// parser.rs

use std::path::{Component, Path, PathBuf};

use anyhow::Context;

use crate::error::Result;

/// Rewrites `-N` (and `--N`) into `--previous=N`, so `active -2` reads as
/// "two visits back". Negative values are taken by absolute value.
pub fn expand_previous_shorthand<I>(args: I) -> Vec<String>
where
    I: IntoIterator<Item = String>,
{
    args.into_iter()
        .map(|arg| match arg.strip_prefix('-').map(str::parse::<i64>) {
            Some(Ok(num)) => format!("--previous={}", num.unsigned_abs()),
            _ => arg,
        })
        .collect()
}

pub fn expand_tilde(path: &str, home: &Path) -> PathBuf {
    if path == "~" {
        return home.to_path_buf();
    }
    match path.strip_prefix("~/") {
        Some(rest) => home.join(rest),
        None => PathBuf::from(path),
    }
}

/// Makes `path` absolute against the working directory and drops `.` and
/// `..` components lexically, without touching the filesystem.
pub fn absolutize(path: &Path) -> Result<PathBuf> {
    let path = if path.is_absolute() {
        path.to_path_buf()
    } else {
        std::env::current_dir()
            .with_context(|| format!("Failed to get absolute path: {}", path.display()))?
            .join(path)
    };
    Ok(normalize(&path))
}

fn normalize(path: &Path) -> PathBuf {
    let mut out = PathBuf::new();
    for component in path.components() {
        match component {
            Component::CurDir => {}
            Component::ParentDir => {
                // `pop` refuses to go above the root.
                out.pop();
            }
            other => out.push(other.as_os_str()),
        }
    }
    out
}

pub fn parse_path(path: &str, home: &Path) -> Result<PathBuf> {
    absolutize(&expand_tilde(path, home))
}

□ □ □ □ □ □ □

◆ **What the exercise asks**: Your reply should be every line of the material, transcribed exactly.

◆ **Exercise result**:
// parser.rs

use std::path::{Component, Path, PathBuf};

use anyhow::Context;

use crate::error::Result;

/// Rewrites `-N` (and `--N`) into `--previous=N`, so `active -2` reads as
/// "two visits back". Negative values are taken by absolute value.
pub fn expand_previous_shorthand<I>(args: I) -> Vec<String>
where
    I: IntoIterator<Item = String>,
{
    args.into_iter()
        .map(|arg| match arg.strip_prefix('-').map(str::parse::<i64>) {
            Some(Ok(num)) => format!("--previous={}", num.unsigned_abs()),
            _ => arg,
        })
        .collect()
}

pub fn expand_tilde(path: &str, home: &Path) -> PathBuf {
    if path == "~" {
        return home.to_path_buf();
    }
    match path.strip_prefix("~/") {
        Some(rest) => home.join(rest),
        None => PathBuf::from(path),
    }
}

/// Makes `path` absolute against the working directory and drops `.` and
/// `..` components lexically, without touching the filesystem.
pub fn absolutize(path: &Path) -> Result<PathBuf> {
    let path = if path.is_absolute() {
        path.to_path_buf()
    } else {
        std::env::current_dir()
            .with_context(|| format!("Failed to get absolute path: {}", path.display()))?
            .join(path)
    };
    Ok(normalize(&path))
}

fn normalize(path: &Path) -> PathBuf {
    let mut out = PathBuf::new();
    for component in path.components() {
        match component {
            Component::CurDir => {}
            Component::ParentDir => {
                // `pop` refuses to go above the root.
                out.pop();
            }
            other => out.push(other.as_os_str()),
        }
    }
    out
}

pub fn parse_path(path: &str, home: &Path) -> Result<PathBuf> {
    absolutize(&expand_tilde(path, home))
}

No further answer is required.